Neural Style Transfer explores methods for artistic style transfer based on Convolutional Neural Networks. The core idea proposed by Gatys et al. became very popular, and with further research, Johnson et al. overcame a significant limitation to achieve style transfer in real-time.
Well, as we know, NST combines the style of Style Image with the content of Content Image as follows:
We propose the Assorted NST, which combines the style of 3 Style Images with the content of Content Image. Below are a few examples:
We not only combine the three styles, but we can also control how much weight to give to which style. The above output was generated with weights [0.3, 0.3, 0.4]. The weights [0.1, 0.1, 0.8] (where style 3 has more weight) will give the following output:
It's pretty straightforward. Instead of giving the model a single style image as input, we take the weighted combination of all three style images and feed that to the model. Before taking the weighted combination, we resize the style images to have the exact dimensions.

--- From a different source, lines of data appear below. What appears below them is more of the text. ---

use anyhow::Result;

use crate::domain::normalize_domain_suffix;

mod cloudflare;
mod digitalocean;
pub mod doh;
pub(crate) mod http;
mod retry;

pub use cloudflare::CloudflareDns;
pub use digitalocean::DigitalOceanDns;
pub use doh::{PropagationResult, PropagationState};
pub use retry::{poll_dns_propagation, retry_provider_verification};

/// TXT record management against one DNS hosting API.
pub trait DnsProviderAdapter: Send {
    fn name(&self) -> &'static str;
    fn create_txt(&mut self, record_name: &str, value: &str) -> Result<()>;
    fn cleanup_txt(&mut self, record_name: &str) -> Result<()>;
}

/// `_acme-challenge.<domain>`; a wildcard shares the record of its base name.
pub fn record_name(domain: &str) -> String {
    let trimmed = domain.trim().trim_start_matches("*.").trim_end_matches('.');
    if trimmed.starts_with("_acme-challenge.") {
        trimmed.to_string()
    } else {
        format!("_acme-challenge.{trimmed}")
    }
}

pub(crate) fn matches_zone(domain_suffix: &str, zone_name: &str) -> bool {
    let (Ok(domain_suffix), Ok(zone_name)) = (
        normalize_domain_suffix(domain_suffix),
        normalize_domain_suffix(zone_name),
    ) else {
        return false;
    };
    if zone_name.is_empty() {
        return false;
    }
    zone_name == domain_suffix || domain_suffix.ends_with(&format!(".{zone_name}"))
}

#[cfg(test)]
mod tests {
    use super::{matches_zone, record_name};

    #[test]
    fn matches_exact_and_parent_zones() {
        assert!(matches_zone("example.com", "example.com"));
        assert!(matches_zone("*.sub.example.com", "example.com"));
        assert!(!matches_zone("example.com", "sub.example.com"));
        assert!(!matches_zone("badexample.com", "example.com"));
        assert!(!matches_zone("example.com", ""));
    }

    #[test]
    fn matches_idn_zones() {
        assert!(matches_zone("testé.fr", "xn--test-epa.fr"));
        assert!(matches_zone("www.xn--test-epa.fr", "testé.fr"));
    }

    #[test]
    fn record_names_drop_wildcards() {
        assert_eq!(record_name("example.com"), "_acme-challenge.example.com");
        assert_eq!(record_name("*.example.com"), "_acme-challenge.example.com");
        assert_eq!(
            record_name("_acme-challenge.example.com."),
            "_acme-challenge.example.com"
        );
    }
}
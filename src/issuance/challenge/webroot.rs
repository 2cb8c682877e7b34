use std::{
    fs,
    io::ErrorKind,
    path::{Path, PathBuf},
};

use anyhow::{Context, Result, anyhow};
use log::debug;

use super::{Capability, ChallengeProvider, ChallengeResponse, required_option};
use crate::{core::types::DomainPolicy, error::ProviderError};

const CHALLENGE_DIR: &str = ".well-known/acme-challenge";

/// Publishes HTTP-01 proofs as files under a web server's document root.
/// The existing server answers for every domain, so the host is not checked.
pub struct WebrootProvider {
    public: PathBuf,
}

impl WebrootProvider {
    pub fn new(public: impl Into<PathBuf>) -> Self {
        Self {
            public: public.into(),
        }
    }

    pub fn from_policy(policy: &DomainPolicy) -> Result<Box<dyn ChallengeProvider>, ProviderError> {
        let public = required_option(policy, "http-path", "public")?;
        Ok(Box::new(Self::new(public)))
    }

    pub fn challenge_path(&self, token: &str) -> Result<PathBuf> {
        if token.is_empty() || token.contains(['/', '\\']) || token.starts_with('.') {
            return Err(anyhow!("refusing unsafe challenge token `{token}`"));
        }
        Ok(self.public.join(CHALLENGE_DIR).join(token))
    }
}

fn token(challenge: &ChallengeResponse) -> Result<&str> {
    challenge
        .token
        .as_deref()
        .ok_or_else(|| anyhow!("HTTP-01 challenge for {} carries no token", challenge.domain))
}

impl ChallengeProvider for WebrootProvider {
    fn capability(&self) -> Capability {
        Capability::Http01
    }

    fn present(&mut self, challenge: &ChallengeResponse) -> Result<()> {
        let path = self.challenge_path(token(challenge)?)?;
        if let Some(dir) = path.parent() {
            fs::create_dir_all(dir)
                .with_context(|| format!("failed to create {}", dir.display()))?;
        }
        fs::write(&path, challenge.proof.as_bytes())
            .with_context(|| format!("failed to write {}", path.display()))?;
        debug!("[webroot] wrote {} for {}", path.display(), challenge.domain);
        Ok(())
    }

    fn cleanup(&mut self, challenge: &ChallengeResponse) -> Result<()> {
        let path = self.challenge_path(token(challenge)?)?;
        remove_if_present(&path)
    }
}

fn remove_if_present(path: &Path) -> Result<()> {
    match fs::remove_file(path) {
        Ok(()) => Ok(()),
        Err(err) if err.kind() == ErrorKind::NotFound => Ok(()),
        Err(err) => Err(err).with_context(|| format!("failed to remove {}", path.display())),
    }
}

In this way, the model can extract the style of the corresponding final image, which can be used for final image generation.
- For each set of content and style images, we have to do fine variations in weight values for the output to be better. It is impossible to have a fixed set of weights that work on all images. If the weights are not proper, then the outcome might be invalid like below:
- The time taken for output image generation is almost 8 seconds per iteration in manual implementation. We need at least ten iterations to get valid output. This can further be reduced using an end-to-end CNN model explicitly built for NST as introduced in Johnson et al. (which is used in TFHub implementation).